Phelan grew up in Greenlawn in Suffolk County and his teachers in the Harborfields School District described him as a standout human being.
"Kind of what we call our old school kid, he thanked you after every class," Kerri McGinty said.
"We're just gonna miss him deeply. He's just somebody that should be on this planet," Susan Turrini said.
Phelan showed talent and work ethic from an early age which led him to signing a contract with the Phillies straight out of high school.
He was a promising pitching prospect who could throw a fastball 90+ miles per hour and had last pitched in the minor leagues in 2021.
On April 14, Phelan was preparing for the upcoming season at the team's spring training facility in Florida when he collapsed in the shower.
"I got a CAT scan on my brain and that was fine and then I got a CAT scan on my chest and they told me that I had a nine-inch mass in my chest," Phelan told our sister station WPVI back in June.

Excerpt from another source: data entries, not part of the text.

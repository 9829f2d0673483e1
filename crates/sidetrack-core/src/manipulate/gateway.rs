//! Gateway manipulation: admit a `<session>.<host>` variant for every
//! host a connected gateway exposes.
//!
//! Bookkeeping is additive-only. The `ike.hosts` annotation records the
//! exact set of hosts this engine has added across all sessions, with
//! set-union semantics so concurrent sessions compose; revert removes
//! precisely the hosts carrying this session's name prefix and deletes the
//! annotation key once the set drains.

use std::collections::BTreeMap;

use async_trait::async_trait;
use k8s_openapi::apimachinery::pkg::apis::meta::v1::ObjectMeta;
use tracing::{debug, info, warn};

use crate::model::{LocatedResource, Ref, ResourceStatus, StatusAction};
use crate::reference;
use crate::resources::{ClusterObject, Gateway, ResourceKind, VirtualService};
use crate::session::SessionContext;

use super::virtualservice::routes_to;
use super::{AggregateError, ManipulateError, Manipulator};

/// Annotation tracking the hosts this engine has added to a gateway,
/// comma-separated. An empty string reads as the empty set.
pub const HOSTS_ANNOTATION: &str = "ike.hosts";

/// Exposes session hosts on mesh ingress gateways.
pub struct GatewayManipulator;

#[async_trait]
impl Manipulator for GatewayManipulator {
    fn kind(&self) -> ResourceKind {
        ResourceKind::Gateway
    }

    async fn locate(&self, ctx: &SessionContext, target: &mut Ref) -> bool {
        let hostnames = target.hostnames(&ctx.namespace);
        if hostnames.is_empty() {
            return false;
        }
        let version = target.version().unwrap_or_default().to_string();

        let services = match ctx
            .client
            .list(ResourceKind::VirtualService, &ctx.namespace)
            .await
        {
            Ok(objects) => objects
                .into_iter()
                .filter_map(ClusterObject::into_virtual_service)
                .collect::<Vec<VirtualService>>(),
            Err(err) => {
                warn!(session = %ctx.name, error = %err, "could not list virtual services");
                return false;
            }
        };

        let mut names: Vec<String> = Vec::new();
        for vs in &services {
            if vs.spec.gateways.is_empty() {
                continue;
            }
            if hostnames.iter().any(|host| routes_to(vs, host, &version)) {
                for gateway in &vs.spec.gateways {
                    if !names.contains(gateway) {
                        names.push(gateway.clone());
                    }
                }
            }
        }

        let mut found = false;
        for name in names {
            match ctx.client.get(ResourceKind::Gateway, &ctx.namespace, &name).await {
                Ok(object) => {
                    let Some(gateway) = object.into_gateway() else {
                        continue;
                    };
                    // Snapshot the base (non-session) hosts so the route
                    // mutator can derive `<session>.<host>` entries in this
                    // same reconcile.
                    let base = base_hosts(&gateway);
                    debug!(session = %ctx.name, name = %name, "located gateway");
                    target.add_target(LocatedResource::new(
                        ResourceKind::Gateway,
                        &name,
                        BTreeMap::from([(HOSTS_ANNOTATION.to_string(), base.join(","))]),
                    ));
                    found = true;
                }
                Err(err) if err.is_not_found() => continue,
                Err(err) => {
                    warn!(session = %ctx.name, name = %name, error = %err, "could not get gateway");
                }
            }
        }
        found
    }

    async fn mutate(&self, ctx: &SessionContext, target: &mut Ref) -> Result<(), AggregateError> {
        target.clear_failures(ResourceKind::Gateway);
        let gateways: Vec<String> = target
            .targets_of_kind(ResourceKind::Gateway)
            .iter()
            .map(|t| t.name.clone())
            .collect();

        let mut failures = AggregateError::default();
        for name in gateways {
            let object = match ctx.client.get(ResourceKind::Gateway, &ctx.namespace, &name).await {
                Ok(object) => object,
                Err(err) => {
                    target.add_status(ResourceStatus::failure(
                        ResourceKind::Gateway,
                        &name,
                        StatusAction::Located,
                        err.to_string(),
                    ));
                    failures.push(ManipulateError::Resource {
                        verb: "get",
                        kind: ResourceKind::Gateway,
                        name: name.clone(),
                        source: err,
                    });
                    continue;
                }
            };
            let Some(gateway) = object.into_gateway() else {
                continue;
            };

            let (mut exposed, added) = expose_session_hosts(&ctx.name, gateway);
            reference::add(&mut exposed.metadata, &ctx.namespace, &ctx.name);
            match ctx.client.update(&ClusterObject::from(exposed)).await {
                Ok(()) => {
                    info!(session = %ctx.name, name = %name, hosts = %added.join(","),
                        "exposed session hosts on gateway");
                    target.add_status(
                        ResourceStatus::success(
                            ResourceKind::Gateway,
                            &name,
                            StatusAction::Modified,
                        )
                        .with_prop("hosts", added.join(",")),
                    );
                }
                Err(err) => {
                    warn!(session = %ctx.name, name = %name, error = %err, "failed to update gateway");
                    target.add_status(ResourceStatus::failure(
                        ResourceKind::Gateway,
                        &name,
                        StatusAction::Modified,
                        err.to_string(),
                    ));
                    failures.push(ManipulateError::Resource {
                        verb: "update",
                        kind: ResourceKind::Gateway,
                        name,
                        source: err,
                    });
                }
            }
        }
        failures.into_result()
    }

    async fn revert(&self, ctx: &SessionContext, target: &mut Ref) -> Result<(), AggregateError> {
        let mut failures = AggregateError::default();
        for status in target.statuses_of_kind(ResourceKind::Gateway) {
            let object = match ctx
                .client
                .get(ResourceKind::Gateway, &ctx.namespace, &status.name)
                .await
            {
                Ok(object) => object,
                Err(err) if err.is_not_found() => {
                    // Already gone, nothing to clean.
                    target.remove_status(ResourceKind::Gateway, &status.name);
                    continue;
                }
                Err(err) => {
                    target.add_status(ResourceStatus::failure(
                        ResourceKind::Gateway,
                        &status.name,
                        status.action,
                        err.to_string(),
                    ));
                    failures.push(ManipulateError::Resource {
                        verb: "get",
                        kind: ResourceKind::Gateway,
                        name: status.name.clone(),
                        source: err,
                    });
                    continue;
                }
            };
            let Some(gateway) = object.into_gateway() else {
                target.remove_status(ResourceKind::Gateway, &status.name);
                continue;
            };

            let mut restored = strip_session_hosts(&ctx.name, gateway);
            reference::remove(&mut restored.metadata);
            match ctx.client.update(&ClusterObject::from(restored)).await {
                Ok(()) => {
                    info!(session = %ctx.name, name = %status.name, "removed session hosts from gateway");
                    target.remove_status(ResourceKind::Gateway, &status.name);
                }
                Err(err) => {
                    warn!(session = %ctx.name, name = %status.name, error = %err,
                        "failed to restore gateway");
                    target.add_status(ResourceStatus::failure(
                        ResourceKind::Gateway,
                        &status.name,
                        status.action,
                        err.to_string(),
                    ));
                    failures.push(ManipulateError::Resource {
                        verb: "update",
                        kind: ResourceKind::Gateway,
                        name: status.name.clone(),
                        source: err,
                    });
                }
            }
        }
        failures.into_result()
    }
}

/// Hosts the engine has recorded on a gateway, with the empty annotation
/// reading as the empty set.
fn annotation_hosts(meta: &ObjectMeta) -> Vec<String> {
    meta.annotations
        .as_ref()
        .and_then(|annotations| annotations.get(HOSTS_ANNOTATION))
        .map(|value| {
            value
                .split(',')
                .filter(|host| !host.is_empty())
                .map(str::to_string)
                .collect()
        })
        .unwrap_or_default()
}

/// The hosts a gateway exposes on its own, excluding session-derived ones
/// the engine has recorded.
fn base_hosts(gateway: &Gateway) -> Vec<String> {
    let session_hosts = annotation_hosts(&gateway.metadata);
    let mut base: Vec<String> = Vec::new();
    for server in &gateway.spec.servers {
        for host in &server.hosts {
            if !session_hosts.contains(host) && !base.contains(host) {
                base.push(host.clone());
            }
        }
    }
    base
}

/// Add `<session>.<host>` for every configured host, returning the mutated
/// gateway and the session hosts now in effect. Re-running for the same
/// session changes nothing but still reports its hosts, and previously
/// recorded hosts that drifted off a server are repaired.
fn expose_session_hosts(session: &str, mut gateway: Gateway) -> (Gateway, Vec<String>) {
    let mut existing = annotation_hosts(&gateway.metadata);
    let mut added: Vec<String> = Vec::new();

    for server in &mut gateway.spec.servers {
        let mut hosts = server.hosts.clone();
        for host in &server.hosts {
            let session_host = format!("{session}.{host}");
            if !existing.contains(host) && !existing.contains(&session_host) {
                existing.push(session_host.clone());
                hosts.push(session_host.clone());
            }
            if existing.contains(&session_host) && !added.contains(&session_host) {
                added.push(session_host);
            }
        }
        for known in &existing {
            let base = known
                .split_once('.')
                .map(|(_, rest)| rest.to_string())
                .unwrap_or_default();
            if !hosts.contains(known) && hosts.contains(&base) {
                hosts.push(known.clone());
            }
        }
        server.hosts = hosts;
    }

    gateway
        .metadata
        .annotations
        .get_or_insert_with(Default::default)
        .insert(HOSTS_ANNOTATION.to_string(), existing.join(","));
    (gateway, added)
}

/// Remove exactly the hosts this session added: recorded in the
/// annotation and carrying the `<session>.` prefix.
fn strip_session_hosts(session: &str, mut gateway: Gateway) -> Gateway {
    let mut existing = annotation_hosts(&gateway.metadata);
    let prefix = format!("{session}.");
    let mut removed: Vec<String> = Vec::new();

    for server in &mut gateway.spec.servers {
        let mut kept: Vec<String> = Vec::new();
        for host in server.hosts.clone() {
            if existing.contains(&host) && host.starts_with(&prefix) {
                removed.push(host);
            } else {
                kept.push(host);
            }
        }
        server.hosts = kept;
    }

    existing.retain(|host| !removed.contains(host));
    if let Some(annotations) = gateway.metadata.annotations.as_mut() {
        if existing.is_empty() {
            annotations.remove(HOSTS_ANNOTATION);
        } else {
            annotations.insert(HOSTS_ANNOTATION.to_string(), existing.join(","));
        }
        if annotations.is_empty() {
            gateway.metadata.annotations = None;
        }
    }
    gateway
}
//! The `Session` custom resource.
//!
//! Presence of a `Session` means "apply"; deletion means "revert". The
//! status subresource carries the per-ref resource ledger, which doubles
//! as the revert plan: the driver rehydrates [`Ref`]s from it on every
//! reconcile.

use std::collections::BTreeMap;

use kube::CustomResource;
use schemars::JsonSchema;
use serde::{Deserialize, Serialize};

use super::{KindName, Ref, ResourceStatus, Route, Strategy};

/// Spec of a [`Session`]: a route matcher plus the targets to fork.
#[derive(CustomResource, Clone, Debug, Default, PartialEq, Serialize, Deserialize, JsonSchema)]
#[kube(
    group = "sidetrack.dev",
    version = "v1alpha1",
    kind = "Session",
    namespaced,
    status = "SessionStatus",
    shortname = "st"
)]
#[serde(rename_all = "camelCase")]
pub struct SessionSpec {
    /// Route matcher scoping the session's alternate path; defaults to a
    /// header carrying the session name.
    #[serde(default, skip_serializing_if = "Option::is_none")]
    pub route: Option<Route>,
    /// Targets to fork.
    #[serde(default)]
    pub refs: Vec<RefSpec>,
}

impl SessionSpec {
    /// The effective route matcher for a session named `session`.
    #[must_use]
    pub fn route_for(&self, session: &str) -> Route {
        self.route
            .clone()
            .unwrap_or_else(|| Route::for_session(session))
    }
}

/// One declared fork target.
#[derive(Clone, Debug, PartialEq, Serialize, Deserialize, JsonSchema)]
#[serde(rename_all = "camelCase")]
pub struct RefSpec {
    /// Kind-qualified target name.
    #[serde(flatten)]
    pub name: KindName,
    /// Fork strategy.
    #[serde(default)]
    pub strategy: Strategy,
    /// Opaque parameters forwarded to the template engine.
    #[serde(default, skip_serializing_if = "BTreeMap::is_empty")]
    pub args: BTreeMap<String, String>,
}

/// Observed state of a [`Session`].
#[derive(Clone, Debug, Default, PartialEq, Serialize, Deserialize, JsonSchema)]
#[serde(rename_all = "camelCase")]
pub struct SessionStatus {
    /// Whether every recorded mutation landed.
    #[serde(default)]
    pub ready: bool,
    /// Session hosts published on mesh gateways.
    #[serde(default, skip_serializing_if = "Vec::is_empty")]
    pub hosts: Vec<String>,
    /// Per-ref resource ledgers; the revert source of truth.
    #[serde(default, skip_serializing_if = "Vec::is_empty")]
    pub refs: Vec<RefLedger>,
}

/// The recorded ledger of one ref.
#[derive(Clone, Debug, Default, PartialEq, Serialize, Deserialize, JsonSchema)]
#[serde(rename_all = "camelCase")]
pub struct RefLedger {
    /// The ref's target name, matching [`RefSpec`]'s.
    pub name: String,
    /// Strategy the mutations were applied under. Revert selects its
    /// semantics from this, so it must survive the ref being dropped from
    /// the spec.
    #[serde(default)]
    pub strategy: Strategy,
    /// Every mutation recorded against the cluster for this ref.
    #[serde(default, skip_serializing_if = "Vec::is_empty")]
    pub resources: Vec<ResourceStatus>,
}

impl Session {
    /// Rehydrate runtime refs from the spec plus the recorded ledger.
    ///
    /// Refs that only exist in the status (removed from the spec but not
    /// yet reverted) are kept so their mutations still drain.
    #[must_use]
    pub fn build_refs(&self) -> Vec<Ref> {
        let ledger = |name: &str| -> Vec<ResourceStatus> {
            self.status
                .as_ref()
                .map(|status| {
                    status
                        .refs
                        .iter()
                        .filter(|l| l.name == name)
                        .flat_map(|l| l.resources.clone())
                        .collect()
                })
                .unwrap_or_default()
        };

        let mut refs: Vec<Ref> = self
            .spec
            .refs
            .iter()
            .map(|spec| {
                Ref::with_statuses(
                    spec.name.clone(),
                    spec.strategy,
                    spec.args.clone(),
                    ledger(&spec.name.name),
                )
            })
            .collect();

        if let Some(status) = &self.status {
            for stale in &status.refs {
                if !refs.iter().any(|r| r.kind_name.name == stale.name) {
                    refs.push(Ref::with_statuses(
                        KindName::named(stale.name.clone()),
                        stale.strategy,
                        BTreeMap::new(),
                        stale.resources.clone(),
                    ));
                }
            }
        }

        refs
    }
}

/// Summarize runtime refs back into a status, preserving the ledger.
#[must_use]
pub fn status_from_refs(refs: &[Ref]) -> SessionStatus {
    let ledgers: Vec<RefLedger> = refs
        .iter()
        .filter(|r| !r.statuses().is_empty())
        .map(|r| RefLedger {
            name: r.kind_name.name.clone(),
            strategy: r.strategy,
            resources: r.statuses().to_vec(),
        })
        .collect();

    let mut hosts: Vec<String> = Vec::new();
    for r in refs {
        for status in r.statuses() {
            if let Some(added) = status.props.get("hosts") {
                for host in added.split(',').filter(|h| !h.is_empty()) {
                    if !hosts.iter().any(|existing| existing == host) {
                        hosts.push(host.to_string());
                    }
                }
            }
        }
    }

    let ready = refs
        .iter()
        .all(|r| r.statuses().iter().all(|s| s.success));

    SessionStatus {
        ready,
        hosts,
        refs: ledgers,
    }
}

Initially doctors believed it was non-Hodgkin's lymphoma, but as treatment failed they soon realized it was a more rare and aggressive cancer called T-cell Acute Lymphoblastic Leukemia (T-ALL).
"Anytime we heard him talking to anybody on the phone, he would say, 'I'm worried about my mom and dad.' He was worried about us, and he was just suffering," Phelan's father, Chris, said.
A funeral will be held for Phelan this week.